Please count how many lines of the data include the word "every". Give only that number in reply.

- _INFORMATION SUPPLIED_
──────
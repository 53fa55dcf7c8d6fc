//! Pore-body segmentation
//!
//! Both clusterers consume the fields the opener leaves behind: `diam_max`
//! names the largest ball covering each voxel, `dist_min` the largest ball
//! centered on it, and `cluster` a provisional center id. They rewrite
//! `cluster` so that equal ids mean "same discrete pore body".
//!
//! - **Ball grouping** walks diameters downward, attaching each voxel to
//!   the biggest overlapping ball and fusing centers that sit closer than
//!   their diameters allow.
//! - **Watershed** climbs the smoothed radius field from every voxel to a
//!   local maximum, splitting bodies along saddle surfaces. Costlier, but
//!   better at separating chambers joined by wide throats.

mod ball_grouping;
mod fusion;
mod stats;
mod watershed;

pub use fusion::FusionMap;
pub use stats::{cluster_sizes, size_distribution};

use porovox_backend::ProcessingMode;
use porovox_core::{
    Algorithm, Error, Image, NullProgress, ParallelAlgorithm, ProgressAdapter, Result,
};

/// Which clusterer to run.
#[derive(Debug, Clone, Copy, PartialEq, Eq, Default)]
pub enum ClusteringStrategy {
    #[default]
    BallGrouping,
    Watershed,
}

/// Parameters for pore clustering
#[derive(Debug, Clone, Copy)]
pub struct ClusterParams {
    pub strategy: ClusteringStrategy,
    /// Execution mode for the per-level scans
    pub mode: ProcessingMode,
    /// Largest search radius the watershed flood may reach
    pub watershed_radius_cap: i32,
}

impl Default for ClusterParams {
    fn default() -> Self {
        Self {
            strategy: ClusteringStrategy::default(),
            mode: ProcessingMode::default(),
            watershed_radius_cap: 4,
        }
    }
}

/// Summary of one clustering run
#[derive(Debug, Clone, Copy, PartialEq, Eq)]
pub struct ClusterReport {
    pub strategy: ClusteringStrategy,
    /// Distinct cluster ids after finalization
    pub clusters: usize,
    /// Center fusions (ball grouping) or voxel adoptions (watershed)
    pub merges: usize,
    /// Diameter levels or flood rounds processed
    pub passes: usize,
}

/// Partition the pore space of an opened image into discrete pore bodies.
///
/// Requires a completed opener run; fails with [`Error::NotOpened`]
/// otherwise. Ball grouping mutates only the `cluster` field and reproduces
/// the same partition when rerun on an unmodified image. The watershed also
/// rewrites `dist_min` with its smoothed radius field, so a second run
/// starts from a twice-smoothed field.
pub fn cluster_pores(
    image: &mut Image,
    params: &ClusterParams,
    progress: &mut dyn ProgressAdapter,
) -> Result<ClusterReport> {
    if !image.is_opened() {
        return Err(Error::NotOpened);
    }
    match params.strategy {
        ClusteringStrategy::BallGrouping => ball_grouping::run(image, params, progress),
        ClusteringStrategy::Watershed => watershed::run(image, params, progress),
    }
}

/// Pore-body segmentation algorithm
pub struct ClusterPores;

impl Algorithm for ClusterPores {
    type Input = Image;
    type Output = (Image, ClusterReport);
    type Params = ClusterParams;
    type Error = Error;

    fn name(&self) -> &'static str {
        "cluster_pores"
    }

    fn description(&self) -> &'static str {
        "Groups maximal-ball voxels into discrete pore bodies"
    }

    fn execute(&self, mut input: Image, params: ClusterParams) -> Result<(Image, ClusterReport)> {
        let report = cluster_pores(&mut input, &params, &mut NullProgress)?;
        Ok((input, report))
    }
}

impl ParallelAlgorithm for ClusterPores {
    fn execute_parallel(
        &self,
        input: Image,
        mut params: ClusterParams,
    ) -> Result<(Image, ClusterReport)> {
        params.mode = ProcessingMode::Parallel;
        self.execute(input, params)
    }
}
//! Border classification of a phase's boundary voxels
//!
//! The classifier partitions the boundary of one phase (solid or pore) into
//! two front lists. A boundary voxel whose two immediate neighbors along
//! some axis both belong to the opposite phase sits on a locally thin or
//! flat feature and is classed **surface**; every other boundary voxel is
//! **corner**. Surface fronts can be dilated with the cheap axis-arm
//! element, corner fronts need the full ball.

use porovox_backend::{ParallelStrategy, ProcessingMode};
use porovox_core::volume::{FrontSets, PackedVolume, Position};

/// Which phase the classifier walks.
#[derive(Debug, Clone, Copy, PartialEq, Eq)]
pub enum Phase {
    Solid,
    Pore,
}

impl Phase {
    fn as_bit(self) -> bool {
        matches!(self, Phase::Solid)
    }
}

/// Classify the boundary voxels of `phase` into surface and corner fronts.
///
/// A voxel belongs to a front when at least one of its 26 neighbors is the
/// opposite phase; neighbors outside the volume count as neither phase.
/// Output order is slab-major and deterministic for a given volume.
pub fn classify_fronts(volume: &PackedVolume, phase: Phase, mode: ProcessingMode) -> FrontSets {
    let dims = volume.dims();
    let target = phase.as_bit();

    let slabs: Vec<(Vec<u32>, Vec<u32>)> = mode.par_map(0..dims.depth as usize, |z| {
        let z = z as i32;
        let mut surface = Vec::new();
        let mut corner = Vec::new();
        for y in 0..dims.height {
            for x in 0..dims.width {
                let p = Position::new(x, y, z);
                // Safety: p is generated inside the volume bounds.
                if unsafe { volume.get_unchecked(p) } != target {
                    continue;
                }
                match classify_voxel(volume, p, target) {
                    Some(true) => surface.push(dims.linear_index(p) as u32),
                    Some(false) => corner.push(dims.linear_index(p) as u32),
                    None => {}
                }
            }
        }
        (surface, corner)
    });

    let mut fronts = FrontSets::new();
    for (surface, corner) in slabs {
        fronts.surface.extend(surface);
        fronts.corner.extend(corner);
    }
    fronts
}

/// `Some(true)` surface, `Some(false)` corner, `None` interior.
fn classify_voxel(volume: &PackedVolume, p: Position, target: bool) -> Option<bool> {
    let dims = volume.dims();
    let opposite = |x: i32, y: i32, z: i32| {
        let q = Position::new(x, y, z);
        // Safety: the contains() check short-circuits out-of-bounds reads.
        dims.contains(q) && unsafe { volume.get_unchecked(q) } != target
    };

    let mut front = false;
    for axis in 0..3 {
        let (dx, dy, dz) = match axis {
            0 => (1, 0, 0),
            1 => (0, 1, 0),
            _ => (0, 0, 1),
        };
        let forward = opposite(p.x + dx, p.y + dy, p.z + dz);
        let backward = opposite(p.x - dx, p.y - dy, p.z - dz);
        if forward && backward {
            return Some(true);
        }
        front |= forward || backward;
    }
    if front {
        return Some(false);
    }

    // No axis neighbor differs; only a diagonal can still make this a front
    for dz in -1i32..=1 {
        for dy in -1i32..=1 {
            for dx in -1i32..=1 {
                if dx.abs() + dy.abs() + dz.abs() < 2 {
                    continue;
                }
                if opposite(p.x + dx, p.y + dy, p.z + dz) {
                    return Some(false);
                }
            }
        }
    }
    None
}

#[cfg(test)]
mod tests {
    use super::*;
    use porovox_core::volume::VolumeDims;

    fn volume_with(dims: (i32, i32, i32), solids: &[(i32, i32, i32)]) -> PackedVolume {
        let dims = VolumeDims::new(dims.0, dims.1, dims.2).unwrap();
        let mut volume = PackedVolume::new(dims);
        for &(x, y, z) in solids {
            volume.set(Position::new(x, y, z), true).unwrap();
        }
        volume
    }

    #[test]
    fn test_isolated_voxel_is_surface() {
        let volume = volume_with((5, 5, 5), &[(2, 2, 2)]);
        let fronts = classify_fronts(&volume, Phase::Solid, ProcessingMode::Sequential);
        let dims = volume.dims();
        assert_eq!(
            fronts.surface,
            vec![dims.linear_index(Position::new(2, 2, 2)) as u32]
        );
        assert!(fronts.corner.is_empty());
    }

    #[test]
    fn test_half_space_wall_is_corner() {
        // Solid fills z = 0 and z = 1; only the z = 1 face is a front
        let dims = VolumeDims::new(4, 4, 4).unwrap();
        let mut volume = PackedVolume::new(dims);
        for z in 0..2 {
            for y in 0..4 {
                for x in 0..4 {
                    volume.set(Position::new(x, y, z), true).unwrap();
                }
            }
        }
        let fronts = classify_fronts(&volume, Phase::Solid, ProcessingMode::Sequential);
        assert!(fronts.surface.is_empty(), "one-sided exposure is not flat");
        assert_eq!(fronts.corner.len(), 16);
        for &i in &fronts.corner {
            assert_eq!(dims.position_of(i as usize).z, 1);
        }
    }

    #[test]
    fn test_thin_plate_is_surface() {
        let dims = VolumeDims::new(5, 5, 5).unwrap();
        let mut volume = PackedVolume::new(dims);
        for y in 0..5 {
            for x in 0..5 {
                volume.set(Position::new(x, y, 2), true).unwrap();
            }
        }
        let fronts = classify_fronts(&volume, Phase::Solid, ProcessingMode::Sequential);
        assert_eq!(fronts.surface.len(), 25, "both z neighbors of a plate are pore");
        assert!(fronts.corner.is_empty());
    }

    #[test]
    fn test_pore_phase_around_single_solid() {
        let volume = volume_with((5, 5, 5), &[(2, 2, 2)]);
        let fronts = classify_fronts(&volume, Phase::Pore, ProcessingMode::Sequential);
        // Each of the 26 touching pore voxels sees exactly one solid
        // neighbor, so no axis pair qualifies as flat
        assert!(fronts.surface.is_empty());
        assert_eq!(fronts.corner.len(), 26);
    }

    #[test]
    fn test_interior_voxels_are_not_fronts() {
        let dims = VolumeDims::new(6, 6, 6).unwrap();
        let mut volume = PackedVolume::new(dims);
        for z in 0..6 {
            for y in 0..6 {
                for x in 0..6 {
                    if x < 3 {
                        volume.set(Position::new(x, y, z), true).unwrap();
                    }
                }
            }
        }
        let fronts = classify_fronts(&volume, Phase::Solid, ProcessingMode::Sequential);
        let total = fronts.surface.len() + fronts.corner.len();
        assert_eq!(total, 36, "only the x = 2 face borders pore space");
        for &i in fronts.surface.iter().chain(&fronts.corner) {
            assert_eq!(dims.position_of(i as usize).x, 2);
        }
    }

    #[test]
    fn test_parallel_matches_sequential() {
        let dims = VolumeDims::new(12, 9, 7).unwrap();
        let mut volume = PackedVolume::new(dims);
        for i in (0..dims.voxel_count()).step_by(5) {
            volume.set(dims.position_of(i), true).unwrap();
        }
        let seq = classify_fronts(&volume, Phase::Solid, ProcessingMode::Sequential);
        let par = classify_fronts(&volume, Phase::Solid, ProcessingMode::Parallel);
        assert_eq!(seq.surface, par.surface);
        assert_eq!(seq.corner, par.corner);
    }
}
──────
- _TASK OUTPUT_
2